## WHAT TO DO
Which lines in the data below contain the word "Standard"? Return each of them.

## TASK INPUT
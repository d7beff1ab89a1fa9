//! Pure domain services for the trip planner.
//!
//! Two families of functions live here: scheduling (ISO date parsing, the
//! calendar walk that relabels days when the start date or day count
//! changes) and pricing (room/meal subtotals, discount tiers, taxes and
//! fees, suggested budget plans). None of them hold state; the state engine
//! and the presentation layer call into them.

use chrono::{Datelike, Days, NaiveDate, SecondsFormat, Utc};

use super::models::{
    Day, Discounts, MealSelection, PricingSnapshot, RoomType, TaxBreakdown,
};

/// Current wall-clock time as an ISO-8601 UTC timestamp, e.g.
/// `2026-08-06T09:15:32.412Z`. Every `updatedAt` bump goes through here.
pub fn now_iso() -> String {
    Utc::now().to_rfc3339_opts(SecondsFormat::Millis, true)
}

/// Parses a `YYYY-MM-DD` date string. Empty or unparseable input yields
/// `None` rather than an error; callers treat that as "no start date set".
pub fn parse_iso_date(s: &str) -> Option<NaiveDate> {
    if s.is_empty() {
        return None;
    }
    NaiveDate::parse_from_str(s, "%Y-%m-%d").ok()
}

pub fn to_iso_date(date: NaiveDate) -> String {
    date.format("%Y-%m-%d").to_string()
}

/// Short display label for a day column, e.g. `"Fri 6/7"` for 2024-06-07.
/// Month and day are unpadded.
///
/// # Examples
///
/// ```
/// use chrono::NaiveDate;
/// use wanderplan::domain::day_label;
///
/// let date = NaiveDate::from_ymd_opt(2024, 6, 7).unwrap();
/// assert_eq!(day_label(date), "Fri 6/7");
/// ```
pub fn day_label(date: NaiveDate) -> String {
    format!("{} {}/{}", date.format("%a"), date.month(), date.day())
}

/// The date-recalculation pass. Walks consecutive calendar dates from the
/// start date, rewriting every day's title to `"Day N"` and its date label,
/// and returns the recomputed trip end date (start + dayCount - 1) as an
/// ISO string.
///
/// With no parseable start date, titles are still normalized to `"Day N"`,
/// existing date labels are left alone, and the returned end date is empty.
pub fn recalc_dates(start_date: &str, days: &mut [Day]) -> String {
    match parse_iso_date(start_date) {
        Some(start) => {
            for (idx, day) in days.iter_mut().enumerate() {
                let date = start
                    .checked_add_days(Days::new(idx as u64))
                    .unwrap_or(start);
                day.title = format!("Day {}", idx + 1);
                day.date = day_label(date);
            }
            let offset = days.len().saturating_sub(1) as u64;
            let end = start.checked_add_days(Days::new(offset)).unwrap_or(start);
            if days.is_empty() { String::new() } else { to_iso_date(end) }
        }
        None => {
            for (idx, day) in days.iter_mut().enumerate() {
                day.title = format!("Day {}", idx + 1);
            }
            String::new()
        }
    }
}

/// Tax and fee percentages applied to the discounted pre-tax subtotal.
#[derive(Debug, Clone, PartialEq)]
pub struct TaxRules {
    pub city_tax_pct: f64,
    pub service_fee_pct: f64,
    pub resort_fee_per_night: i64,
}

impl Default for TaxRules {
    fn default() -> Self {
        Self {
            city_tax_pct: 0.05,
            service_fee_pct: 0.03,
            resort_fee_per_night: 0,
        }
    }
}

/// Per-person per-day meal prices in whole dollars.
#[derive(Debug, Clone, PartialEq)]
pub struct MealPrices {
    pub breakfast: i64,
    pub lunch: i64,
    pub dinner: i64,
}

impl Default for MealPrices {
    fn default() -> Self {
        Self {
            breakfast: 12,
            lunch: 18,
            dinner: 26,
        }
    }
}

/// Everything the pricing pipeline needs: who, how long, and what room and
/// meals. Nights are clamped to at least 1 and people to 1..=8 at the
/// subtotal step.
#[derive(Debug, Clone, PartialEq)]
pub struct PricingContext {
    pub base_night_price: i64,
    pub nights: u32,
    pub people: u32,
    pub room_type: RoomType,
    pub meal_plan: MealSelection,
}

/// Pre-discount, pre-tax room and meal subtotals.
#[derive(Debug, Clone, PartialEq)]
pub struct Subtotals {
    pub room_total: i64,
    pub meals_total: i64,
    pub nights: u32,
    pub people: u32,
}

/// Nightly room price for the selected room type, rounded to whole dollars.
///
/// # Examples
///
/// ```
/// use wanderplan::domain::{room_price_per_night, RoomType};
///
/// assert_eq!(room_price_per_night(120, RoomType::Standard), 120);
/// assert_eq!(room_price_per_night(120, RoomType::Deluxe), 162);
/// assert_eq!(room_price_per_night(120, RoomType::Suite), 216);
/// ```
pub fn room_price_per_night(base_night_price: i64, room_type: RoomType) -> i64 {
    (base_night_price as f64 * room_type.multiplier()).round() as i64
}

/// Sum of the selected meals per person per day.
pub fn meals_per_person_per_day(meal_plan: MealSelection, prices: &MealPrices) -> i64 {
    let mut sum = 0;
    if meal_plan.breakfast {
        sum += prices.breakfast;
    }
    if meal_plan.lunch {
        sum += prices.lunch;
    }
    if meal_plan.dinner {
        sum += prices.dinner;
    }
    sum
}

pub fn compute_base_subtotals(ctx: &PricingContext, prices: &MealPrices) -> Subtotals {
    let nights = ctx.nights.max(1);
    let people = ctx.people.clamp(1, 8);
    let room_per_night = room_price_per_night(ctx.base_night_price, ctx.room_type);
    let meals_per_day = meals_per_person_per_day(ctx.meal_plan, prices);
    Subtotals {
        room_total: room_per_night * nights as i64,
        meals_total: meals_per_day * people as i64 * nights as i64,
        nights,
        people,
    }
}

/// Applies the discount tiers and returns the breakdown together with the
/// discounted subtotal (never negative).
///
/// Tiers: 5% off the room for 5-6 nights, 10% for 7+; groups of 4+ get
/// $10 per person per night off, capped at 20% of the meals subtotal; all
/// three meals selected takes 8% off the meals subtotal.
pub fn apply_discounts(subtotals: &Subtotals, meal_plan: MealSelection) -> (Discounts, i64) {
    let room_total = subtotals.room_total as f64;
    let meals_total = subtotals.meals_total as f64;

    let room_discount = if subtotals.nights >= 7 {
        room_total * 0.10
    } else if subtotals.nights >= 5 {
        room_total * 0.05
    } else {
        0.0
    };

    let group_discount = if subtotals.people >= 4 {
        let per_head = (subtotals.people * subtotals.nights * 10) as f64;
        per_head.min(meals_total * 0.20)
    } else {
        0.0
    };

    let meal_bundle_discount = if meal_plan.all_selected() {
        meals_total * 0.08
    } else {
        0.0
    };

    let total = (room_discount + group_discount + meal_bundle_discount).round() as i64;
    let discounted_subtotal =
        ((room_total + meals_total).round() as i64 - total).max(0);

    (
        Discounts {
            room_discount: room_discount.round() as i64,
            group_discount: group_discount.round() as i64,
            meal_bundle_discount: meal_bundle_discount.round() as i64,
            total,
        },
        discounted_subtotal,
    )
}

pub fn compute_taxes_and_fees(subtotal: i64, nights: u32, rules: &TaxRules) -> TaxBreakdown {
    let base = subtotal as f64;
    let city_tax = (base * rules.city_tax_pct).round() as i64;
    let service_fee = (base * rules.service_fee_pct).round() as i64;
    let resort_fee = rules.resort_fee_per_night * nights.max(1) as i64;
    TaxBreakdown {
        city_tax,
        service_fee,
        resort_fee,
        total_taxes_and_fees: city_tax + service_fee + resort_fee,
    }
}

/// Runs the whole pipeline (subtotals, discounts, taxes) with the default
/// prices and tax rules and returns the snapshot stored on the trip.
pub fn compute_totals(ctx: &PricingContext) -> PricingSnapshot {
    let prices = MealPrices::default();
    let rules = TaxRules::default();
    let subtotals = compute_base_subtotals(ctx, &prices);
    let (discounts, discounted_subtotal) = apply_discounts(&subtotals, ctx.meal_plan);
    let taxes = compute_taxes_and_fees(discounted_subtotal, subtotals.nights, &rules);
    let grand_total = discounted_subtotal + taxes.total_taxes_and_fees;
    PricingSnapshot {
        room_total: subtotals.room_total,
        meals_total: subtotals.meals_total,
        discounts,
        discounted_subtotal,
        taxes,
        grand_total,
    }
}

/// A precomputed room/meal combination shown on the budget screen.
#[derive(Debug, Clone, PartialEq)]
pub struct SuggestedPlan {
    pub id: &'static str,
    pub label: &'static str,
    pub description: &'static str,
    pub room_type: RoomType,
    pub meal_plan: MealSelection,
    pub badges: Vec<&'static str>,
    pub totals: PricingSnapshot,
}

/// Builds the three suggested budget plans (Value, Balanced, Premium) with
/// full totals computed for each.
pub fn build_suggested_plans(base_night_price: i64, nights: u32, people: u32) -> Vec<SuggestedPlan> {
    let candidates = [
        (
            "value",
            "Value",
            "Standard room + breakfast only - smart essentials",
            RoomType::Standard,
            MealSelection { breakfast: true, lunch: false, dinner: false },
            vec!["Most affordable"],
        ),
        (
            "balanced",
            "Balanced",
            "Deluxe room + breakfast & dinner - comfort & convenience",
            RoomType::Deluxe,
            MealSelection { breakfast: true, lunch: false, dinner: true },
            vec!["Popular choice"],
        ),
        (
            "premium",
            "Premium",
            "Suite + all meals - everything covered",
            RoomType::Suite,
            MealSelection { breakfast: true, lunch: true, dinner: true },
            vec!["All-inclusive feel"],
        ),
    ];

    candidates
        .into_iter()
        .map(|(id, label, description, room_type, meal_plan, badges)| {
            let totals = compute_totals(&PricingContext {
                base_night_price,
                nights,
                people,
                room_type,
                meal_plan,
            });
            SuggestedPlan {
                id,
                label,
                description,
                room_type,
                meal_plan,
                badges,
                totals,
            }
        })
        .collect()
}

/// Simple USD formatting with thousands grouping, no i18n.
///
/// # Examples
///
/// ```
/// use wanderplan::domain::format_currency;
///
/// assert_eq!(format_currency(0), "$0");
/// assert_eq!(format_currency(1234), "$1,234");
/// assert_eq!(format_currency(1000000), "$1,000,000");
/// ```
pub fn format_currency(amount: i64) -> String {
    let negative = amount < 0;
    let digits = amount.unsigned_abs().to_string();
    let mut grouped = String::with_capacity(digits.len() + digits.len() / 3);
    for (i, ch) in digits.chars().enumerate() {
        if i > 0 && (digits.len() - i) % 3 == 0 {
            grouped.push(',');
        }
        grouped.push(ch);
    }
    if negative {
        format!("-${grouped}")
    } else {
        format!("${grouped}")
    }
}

## TASK OUTPUT
/// assert_eq!(room_price_per_night(120, RoomType::Standard), 120);
            "Standard room + breakfast only - smart essentials",
            RoomType::Standard,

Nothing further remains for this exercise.